### Distributed Table Concepts
Distributed tables are used in systems like Azure Synapse, Snowflake, or distributed
databases to spread data across multiple nodes for better performance and scalability.
Here's an explanation of the common distribution methods:
---
#### **a. Hash Distribution**
- **How It Works**: Rows are assigned to nodes based on a hash function applied to a
specific column (distribution key).
- **Best For**: Large tables with predictable query patterns where joins or aggregations
happen on the same column.
- **Advantages**:
- Minimizes data movement during queries (better performance).
- Ensures even distribution if the hash key is chosen well.
- **Example**:
- If `CustomerID` is the hash key, all rows with the same `CustomerID` are stored on the
same node.
- **Use Case**:
- Joining customer orders to customer data using `CustomerID`.
---
#### **b. Round-Robin Distribution**
- **How It Works**: Rows are distributed evenly across all nodes in a circular fashion
without considering the data's content.
- **Best For**: Simple bulk inserts or small tables without specific join requirements.
- **Advantages**:
- Very easy to implement.
- Good for scenarios with minimal joins or data dependencies.
- **Drawback**:
- May require shuffling data during joins or aggregations, which can slow queries.
- **Example**:
- Rows 1, 2, 3, 4 are distributed to nodes A, B, C, D, then repeats.
---
#### **c. Replicated Distribution**
- **How It Works**: The entire table is copied to all nodes in the system.
- **Best For**: Small tables that are frequently joined with larger tables.
- **Advantages**:
- Eliminates data movement during joins.
- Ideal for dimension tables (e.g., product categories or regions).
- **Drawbacks**:
- Storage overhead since the table is duplicated on every node.

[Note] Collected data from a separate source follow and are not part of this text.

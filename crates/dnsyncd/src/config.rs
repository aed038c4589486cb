//! Daemon configuration
//!
//! Every option is a command-line flag with a `DNSYNC_*` environment fallback.

use anyhow::Result;
use clap::Parser;
use dnsync_core::config::{DriverConfig, ReconcileConfig, RecordStrategy, parse_strategies};
use dnsync_marathon::DEFAULT_MARATHON_HOST;
use std::collections::BTreeSet;
use tracing::Level;

/// Longest accepted interval (one day)
const MAX_INTERVAL_SECS: u64 = 86_400;

/// Keep a Route53 record set in sync with the running tasks of a Marathon app
#[derive(Parser, Debug, Clone)]
#[command(name = "dnsyncd")]
#[command(version = env!("CARGO_PKG_VERSION"))]
#[command(about = "Keep a Route53 record set in sync with the running tasks of a Marathon app")]
pub struct Config {
    /// HTTP endpoint of the Marathon service
    #[arg(long, env = "DNSYNC_MARATHON_HOST", default_value = DEFAULT_MARATHON_HOST)]
    pub marathon_host: String,

    /// Marathon app id of the service (a leading `/` is added if missing)
    #[arg(long, env = "DNSYNC_APP_ID", default_value = "marathon-lb")]
    pub app_id: String,

    /// Route53 hosted zone id
    #[arg(long, env = "DNSYNC_HOSTED_ZONE_ID")]
    pub hosted_zone_id: Option<String>,

    /// Record set to update
    #[arg(long, env = "DNSYNC_RECORD_SET", default_value = "marathon-lb.example.com")]
    pub record_set: String,

    /// Comma-separated record set types: weighted, enumerated
    #[arg(long, env = "DNSYNC_RECORD_SET_TYPE", default_value = "weighted")]
    pub record_set_type: String,

    /// Longest wait between two updates, in seconds
    #[arg(long, env = "DNSYNC_INTERVAL", default_value_t = 360)]
    pub interval: u64,

    /// Port of the admin HTTP endpoint (health checks)
    #[arg(long, env = "DNSYNC_ADMIN_HTTP_PORT", default_value_t = 8080)]
    pub admin_http_port: u16,

    /// Do not subscribe to Marathon events; update on the interval only
    #[arg(long, env = "DNSYNC_NO_EVENTS")]
    pub no_events: bool,

    /// Log level: trace, debug, info, warn, error
    #[arg(long, env = "DNSYNC_LOG_LEVEL", default_value = "info")]
    pub log_level: String,
}

impl Config {
    /// Validate the configuration
    pub fn validate(&self) -> Result<()> {
        if self.hosted_zone_id().is_empty() {
            anyhow::bail!(
                "Hosted zone id is required. \
                Set it via --hosted-zone-id or DNSYNC_HOSTED_ZONE_ID"
            );
        }

        let host = self.marathon_host.trim();
        if !host.starts_with("http://") && !host.starts_with("https://") {
            anyhow::bail!(
                "Marathon host must use HTTP or HTTPS scheme. Got: {}",
                self.marathon_host
            );
        }

        if self.app_id.trim().trim_start_matches('/').is_empty() {
            anyhow::bail!("App id cannot be empty");
        }

        validate_record_name(&self.record_set)?;
        self.strategies()?;

        if !(1..=MAX_INTERVAL_SECS).contains(&self.interval) {
            anyhow::bail!(
                "Interval must be between 1 and {} seconds. Got: {}",
                MAX_INTERVAL_SECS,
                self.interval
            );
        }

        if self.admin_http_port == 0 {
            anyhow::bail!("Admin HTTP port cannot be 0");
        }

        self.log_level()?;

        self.reconcile_config()?.validate()?;
        self.driver_config().validate()?;

        Ok(())
    }

    /// Hosted zone id, empty when unset
    pub fn hosted_zone_id(&self) -> &str {
        self.hosted_zone_id.as_deref().map(str::trim).unwrap_or_default()
    }

    /// Enabled record strategies
    pub fn strategies(&self) -> Result<BTreeSet<RecordStrategy>> {
        Ok(parse_strategies(&self.record_set_type)?)
    }

    /// Reconciler settings
    pub fn reconcile_config(&self) -> Result<ReconcileConfig> {
        Ok(
            ReconcileConfig::new(self.hosted_zone_id(), self.record_set.trim())
                .with_strategies(self.strategies()?),
        )
    }

    /// Driver settings
    pub fn driver_config(&self) -> DriverConfig {
        DriverConfig {
            interval_secs: self.interval,
            ..DriverConfig::new(&self.app_id)
        }
    }

    /// Maximum tracing level
    pub fn log_level(&self) -> Result<Level> {
        match self.log_level.to_lowercase().as_str() {
            "trace" => Ok(Level::TRACE),
            "debug" => Ok(Level::DEBUG),
            "info" => Ok(Level::INFO),
            "warn" => Ok(Level::WARN),
            "error" => Ok(Level::ERROR),
            _ => anyhow::bail!(
                "Log level '{}' is not valid. \
                Valid levels: trace, debug, info, warn, error",
                self.log_level
            ),
        }
    }
}

/// Basic DNS name validation (RFC 1035 lengths, letters, digits and hyphens)
///
/// A single label passes; whether the name can be enumerated is decided by the
/// reconciler.
fn validate_record_name(name: &str) -> Result<()> {
    let name = name.trim().trim_end_matches('.');
    if name.is_empty() {
        anyhow::bail!("Record set cannot be empty");
    }

    if name.len() > 253 {
        anyhow::bail!(
            "Record set too long: {} chars (max 253). Got: {}",
            name.len(),
            name
        );
    }

    for label in name.split('.') {
        if label.is_empty() {
            anyhow::bail!("Record set has empty label: '{}'", name);
        }

        if label.len() > 63 {
            anyhow::bail!(
                "Record set label too long: {} chars (max 63). Label: '{}'",
                label.len(),
                label
            );
        }

        if !label.chars().all(|c| c.is_ascii_alphanumeric() || c == '-') {
            anyhow::bail!(
                "Record set label contains invalid characters. Label: '{}'. \
                Valid: alphanumeric and hyphen only.",
                label
            );
        }

        if label.starts_with('-') || label.ends_with('-') {
            anyhow::bail!(
                "Record set label cannot start or end with hyphen. Label: '{}'",
                label
            );
        }
    }

    Ok(())
}
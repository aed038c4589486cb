//! Contract Test: Reconciliation
//!
//! Constraints verified:
//! - After a run the zone holds exactly one record per wanted address and strategy
//! - Running twice on the same addresses leaves the zone unchanged
//! - Record identity depends on the address only
//! - An empty address set, or enumeration without a `.`, never reaches the provider
//! - Provider rejections propagate and are not fatal
//! - Records outside the managed names are never touched

mod common;

use common::*;
use dnsync_core::config::RecordStrategy;
use dnsync_core::engine::Reconciler;
use dnsync_core::error::{Error, RejectionReason};
use dnsync_core::traits::{RecordSet, RecordType};
use std::collections::BTreeSet;

fn desired(addresses: &[&str]) -> BTreeSet<String> {
    addresses.iter().map(|a| a.to_string()).collect()
}

fn reconciler(zone: &InMemoryZone, strategies: &[RecordStrategy]) -> Reconciler {
    let config = reconcile_config().with_strategies(strategies.iter().copied());
    Reconciler::new(Box::new(InMemoryZone::sharing_counters_with(zone)), config)
        .expect("reconciler construction succeeds")
}

fn weighted_entry(address: &str) -> (String, Option<String>, String) {
    (
        "svc.example.com.".to_string(),
        Some(address.to_string()),
        address.to_string(),
    )
}

#[tokio::test]
async fn converges_onto_new_address_set() {
    let zone = InMemoryZone::new();
    let reconciler = reconciler(&zone, &[RecordStrategy::Weighted]);

    reconciler
        .reconcile(&desired(&["10.0.0.1", "10.0.0.2"]))
        .await
        .unwrap();
    let report = reconciler
        .reconcile(&desired(&["10.0.0.2", "10.0.0.3"]))
        .await
        .unwrap();

    assert_eq!(report.deletes, 1);
    assert_eq!(report.upserts, 2);
    assert!(report.completed);
    assert_eq!(
        zone.entries(),
        vec![weighted_entry("10.0.0.2"), weighted_entry("10.0.0.3")]
    );
}

#[tokio::test]
async fn repeated_run_changes_nothing() {
    let zone = InMemoryZone::new();
    let reconciler = reconciler(
        &zone,
        &[RecordStrategy::Weighted, RecordStrategy::Enumerated],
    );
    let addresses = desired(&["10.0.0.1", "10.0.0.2", "10.0.0.3"]);

    reconciler.reconcile(&addresses).await.unwrap();
    let after_first = zone.entries();
    let report = reconciler.reconcile(&addresses).await.unwrap();

    assert_eq!(report.deletes, 0);
    assert_eq!(zone.entries(), after_first);

    // Same upserts both times, so the provider sees the same records
    let batches = zone.batches();
    assert_eq!(batches.len(), 2);
    assert_eq!(batches[0].changes, batches[1].changes);
}

#[tokio::test]
async fn weighted_identity_is_the_address() {
    let zone = InMemoryZone::new();
    let reconciler = reconciler(&zone, &[RecordStrategy::Weighted]);

    reconciler
        .reconcile(&desired(&["10.0.0.7"]))
        .await
        .unwrap();

    let records = zone.records();
    assert_eq!(records.len(), 1);
    assert_eq!(records[0].set_identifier.as_deref(), Some("10.0.0.7"));
    assert_eq!(records[0].weight, Some(10));
    assert_eq!(records[0].ttl, Some(60));
    assert_eq!(records[0].record_type, RecordType::A);
}

#[tokio::test]
async fn enumerated_names_follow_sorted_addresses() {
    let zone = InMemoryZone::new();
    let reconciler = reconciler(&zone, &[RecordStrategy::Enumerated]);

    reconciler
        .reconcile(&desired(&["10.0.0.9", "10.0.0.10", "10.0.0.1"]))
        .await
        .unwrap();

    // Lexicographic order: "10.0.0.1" < "10.0.0.10" < "10.0.0.9"
    assert_eq!(
        zone.entries(),
        vec![
            ("svc-1.example.com.".to_string(), None, "10.0.0.1".to_string()),
            ("svc-2.example.com.".to_string(), None, "10.0.0.10".to_string()),
            ("svc-3.example.com.".to_string(), None, "10.0.0.9".to_string()),
        ]
    );
}

#[tokio::test]
async fn enumerated_slot_is_reassigned_in_one_batch() {
    let zone = InMemoryZone::new();
    let reconciler = reconciler(&zone, &[RecordStrategy::Enumerated]);

    reconciler
        .reconcile(&desired(&["10.0.0.1", "10.0.0.2"]))
        .await
        .unwrap();
    let report = reconciler
        .reconcile(&desired(&["10.0.0.2"]))
        .await
        .unwrap();

    assert_eq!(report.deletes, 1);
    assert_eq!(report.upserts, 1);
    assert_eq!(zone.apply_call_count(), 2);

    let entries = zone.entries();
    assert!(entries.contains(&("svc-1.example.com.".to_string(), None, "10.0.0.2".to_string())));
    assert!(!entries.iter().any(|(_, _, value)| value == "10.0.0.1"));
}

#[tokio::test]
async fn empty_address_set_never_reaches_provider() {
    let zone = InMemoryZone::new();
    let reconciler = reconciler(&zone, &[RecordStrategy::Weighted]);

    let err = reconciler.reconcile(&BTreeSet::new()).await.unwrap_err();

    assert!(matches!(err, Error::NoInstances));
    assert!(err.is_fatal());
    assert_eq!(zone.list_call_count(), 0);
    assert_eq!(zone.apply_call_count(), 0);
}

#[tokio::test]
async fn enumeration_without_separator_never_reaches_provider() {
    let zone = InMemoryZone::new();
    let config = dnsync_core::config::ReconcileConfig::new(ZONE, "marathon-lb")
        .with_strategies([RecordStrategy::Enumerated]);
    let reconciler =
        Reconciler::new(Box::new(InMemoryZone::sharing_counters_with(&zone)), config).unwrap();

    let err = reconciler
        .reconcile(&desired(&["10.0.0.1"]))
        .await
        .unwrap_err();

    assert!(matches!(err, Error::Config(_)));
    assert!(err.is_fatal());
    assert_eq!(zone.list_call_count(), 0);
}

#[tokio::test]
async fn rejection_propagates_and_is_retryable() {
    let zone = InMemoryZone::new();
    zone.reject_with(Some(RejectionReason::PriorRequestNotComplete));
    let reconciler = reconciler(&zone, &[RecordStrategy::Weighted]);

    let err = reconciler
        .reconcile(&desired(&["10.0.0.1"]))
        .await
        .unwrap_err();

    assert!(matches!(
        err,
        Error::ChangeRejected {
            reason: RejectionReason::PriorRequestNotComplete,
            ..
        }
    ));
    assert!(!err.is_fatal());
    assert!(zone.records().is_empty());
    assert_eq!(zone.await_call_count(), 0);

    // Next cycle goes through once the zone accepts again
    zone.reject_with(None);
    reconciler
        .reconcile(&desired(&["10.0.0.1"]))
        .await
        .unwrap();
    assert_eq!(zone.entries(), vec![weighted_entry("10.0.0.1")]);
}

#[tokio::test]
async fn unpropagated_change_is_reported_not_failed() {
    let zone = InMemoryZone::new().failing_await();
    let reconciler = reconciler(&zone, &[RecordStrategy::Weighted]);

    let report = reconciler
        .reconcile(&desired(&["10.0.0.1"]))
        .await
        .unwrap();

    assert!(!report.completed);
    assert_eq!(report.change_id.0, "/change/C1");
    assert_eq!(zone.await_call_count(), 1);
}

#[tokio::test]
async fn unmanaged_records_survive() {
    let mut txt = RecordSet::simple("svc.example.com.", "\"v=spf1 -all\"");
    txt.record_type = RecordType::Other("TXT".to_string());
    let zone = InMemoryZone::with_records(vec![
        txt.clone(),
        RecordSet::simple("www.example.com.", "192.0.2.10"),
        RecordSet::simple("svc-extra.example.com.", "192.0.2.11"),
        RecordSet::weighted("svc.example.com.", "192.0.2.12"),
    ]);
    let reconciler = reconciler(&zone, &[RecordStrategy::Weighted]);

    let report = reconciler
        .reconcile(&desired(&["10.0.0.1"]))
        .await
        .unwrap();

    // Only the stale weighted record belongs to us
    assert_eq!(report.deletes, 1);
    let records = zone.records();
    assert!(records.contains(&txt));
    assert!(records.iter().any(|r| r.name == "www.example.com."));
    assert!(records.iter().any(|r| r.name == "svc-extra.example.com."));
    assert!(!records.iter().any(|r| r.first_value() == Some("192.0.2.12")));
}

- Not suitable for large tables.
- **Example**:
- A `Region` table with 10 rows is replicated across all nodes for fast joins with a `Sales`
table.
---
### Key Differences
| **Feature** | **Hash Distribution** | **Round-Robin Distribution** |
**Replicated Distribution** |
|----------------------|----------------------------------|------------------------------------|----------------------
--------------|
| **Distribution Logic** | Based on a column (key). | Equal distribution (no key). |
Entire table copied to all nodes. |
| **Performance** | Best for joins on the hash key. | Good for bulk loads. | Best for
small tables. |
| **Storage** | Even across nodes. | Even across nodes. | Duplicated on all
nodes. |
| **Data Movement** | Minimal if hash key matches. | Higher during joins. | None
for joins. |
---
### Choosing the Right Distribution
- Use **Hash** for large tables where query performance depends on specific columns.
- Use **Round-Robin** for staging or intermediate tables that don’t involve complex joins.
- Use **Replicated** for small, frequently joined tables to eliminate data movement.